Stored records

--------

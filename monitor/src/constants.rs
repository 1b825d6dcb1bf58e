//! Central repository for default configuration values and limits
//!
//! Constants are grouped by concern so config defaults, HTTP adapters and
//! tests all agree on a single source of truth.

/// Block explorer defaults
pub mod source {
    /// Default explorer API base (testnet network 3636)
    pub const DEFAULT_BASE_URL: &str = "https://api.routescan.io/v2/network/testnet/evm/3636";

    /// Endpoint returning the most recent blocks, newest first
    pub const DEFAULT_BLOCKS_ENDPOINT: &str = "/blocks?count=false&sort=desc";

    /// Minimum number of blocks required to classify a cycle
    pub const MINIMUM_SAMPLE_SIZE: usize = 11;

    /// Number of blocks analysed for an on-demand status report
    pub const REPORT_SAMPLE_SIZE: usize = 100;

    /// Timeout for a single explorer request
    pub const REQUEST_TIMEOUT_SECONDS: u64 = 10;
}

/// Classification thresholds
pub mod thresholds {
    /// Latest block older than this is an outage
    pub const CRITICAL_BLOCK_AGE_SECONDS: u64 = 600;

    /// Latest block older than this is degraded
    pub const WARNING_BLOCK_AGE_SECONDS: u64 = 60;

    /// More empty blocks than this in the sample is degraded
    pub const MAX_EMPTY_BLOCKS: usize = 8;
}

/// Poll cadence per severity (seconds)
pub mod intervals {
    pub const RED_SECONDS: u64 = 60;
    pub const YELLOW_SECONDS: u64 = 90;
    pub const GREEN_SECONDS: u64 = 120;
}

/// Alert and label publishing
pub mod notifications {
    /// Debounce window before a transition becomes an alert (15 minutes)
    pub const DEBOUNCE_SECONDS: u64 = 900;

    /// Pause between consecutive calls to the chat API
    pub const CHANNEL_UPDATE_DELAY_MS: u64 = 1000;

    /// Timeout for a single chat API request
    pub const REQUEST_TIMEOUT_SECONDS: u64 = 10;

    pub const RED_COLOR: u32 = 0xFF0000;
    pub const YELLOW_COLOR: u32 = 0xFFFF00;
    pub const GREEN_COLOR: u32 = 0x00FF00;
}

/// Chat platform defaults
pub mod discord {
    /// REST API base
    pub const DEFAULT_API_BASE_URL: &str = "https://discord.com/api/v10";

    /// Environment variable overriding the bot token from secrets.toml
    pub const TOKEN_ENV_VAR: &str = "DISCORD_TOKEN";

    /// Channel validation schedule (6-field cron: sec min hour day month dow)
    pub const VALIDATION_SCHEDULE: &str = "0 0 0 * * *";
}

/// Faucet monitoring defaults
pub mod faucet {
    /// Faucet balance poll interval
    pub const FETCH_INTERVAL_SECONDS: u64 = 300;

    /// Balance (wei) at or below which the faucet is considered dry
    pub const DEFAULT_THRESHOLD: u64 = 100_000_000_000_000;
}

/// Web server defaults
pub mod web {
    pub const DEFAULT_HOST: &str = "0.0.0.0";
    pub const DEFAULT_PORT: u16 = 8095;
}
//! Mock Discord REST API for gateway tests

use serde_json::{json, Value};
use wiremock::{
    matchers::{body_json, header, method, path},
    Mock, MockServer, Request, ResponseTemplate,
};

pub const TEST_TOKEN: &str = "test-bot-token";

pub struct MockDiscordServer {
    pub server: MockServer,
    pub base_url: String,
}

impl MockDiscordServer {
    pub async fn start() -> Self {
        let server = MockServer::start().await;
        let base_url = server.uri();
        Self { server, base_url }
    }

    pub async fn mock_channel(&self, id: &str, name: &str, guild_id: Option<&str>) {
        Mock::given(method("GET"))
            .and(path(format!("/channels/{}", id)))
            .and(header("Authorization", format!("Bot {}", TEST_TOKEN).as_str()))
            .respond_with(ResponseTemplate::new(200).set_body_json(json!({
                "id": id,
                "name": name,
                "guild_id": guild_id,
                "type": 0,
            })))
            .mount(&self.server)
            .await;
    }

    pub async fn mock_missing_channel(&self, id: &str) {
        Mock::given(method("GET"))
            .and(path(format!("/channels/{}", id)))
            .respond_with(
                ResponseTemplate::new(404)
                    .set_body_json(json!({ "message": "Unknown Channel", "code": 10003 })),
            )
            .mount(&self.server)
            .await;
    }

    /// Expect exactly one rename of `id` to `name`
    pub async fn expect_rename(&self, id: &str, name: &str) {
        Mock::given(method("PATCH"))
            .and(path(format!("/channels/{}", id)))
            .and(body_json(json!({ "name": name })))
            .respond_with(|req: &Request| {
                let body: Value = req.body_json().unwrap_or(Value::Null);
                ResponseTemplate::new(200).set_body_json(body)
            })
            .expect(1)
            .mount(&self.server)
            .await;
    }

    pub async fn expect_message(&self, id: &str) {
        Mock::given(method("POST"))
            .and(path(format!("/channels/{}/messages", id)))
            .respond_with(ResponseTemplate::new(200).set_body_json(json!({ "id": "1" })))
            .expect(1)
            .mount(&self.server)
            .await;
    }

    pub async fn mock_message_failure(&self, id: &str, status_code: u16) {
        Mock::given(method("POST"))
            .and(path(format!("/channels/{}/messages", id)))
            .respond_with(ResponseTemplate::new(status_code))
            .mount(&self.server)
            .await;
    }

    /// Bodies of every message posted so far
    pub async fn posted_messages(&self) -> Vec<Value> {
        self.server
            .received_requests()
            .await
            .unwrap_or_default()
            .into_iter()
            .filter(|req| req.method.as_str() == "POST")
            .filter_map(|req| req.body_json::<Value>().ok())
            .collect()
    }
}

--------

Above are some lines. Repeat exactly, and only, those from the line that has "pub mod notifications" through the line that has "pub const TOKEN_ENV_VAR: &str".

pub mod notifications {
    /// Debounce window before a transition becomes an alert (15 minutes)
    pub const DEBOUNCE_SECONDS: u64 = 900;

    /// Pause between consecutive calls to the chat API
    pub const CHANNEL_UPDATE_DELAY_MS: u64 = 1000;

    /// Timeout for a single chat API request
    pub const REQUEST_TIMEOUT_SECONDS: u64 = 10;

    pub const RED_COLOR: u32 = 0xFF0000;
    pub const YELLOW_COLOR: u32 = 0xFFFF00;
    pub const GREEN_COLOR: u32 = 0x00FF00;
}

/// Chat platform defaults
pub mod discord {
    /// REST API base
    pub const DEFAULT_API_BASE_URL: &str = "https://discord.com/api/v10";

    /// Environment variable overriding the bot token from secrets.toml
    pub const TOKEN_ENV_VAR: &str = "DISCORD_TOKEN";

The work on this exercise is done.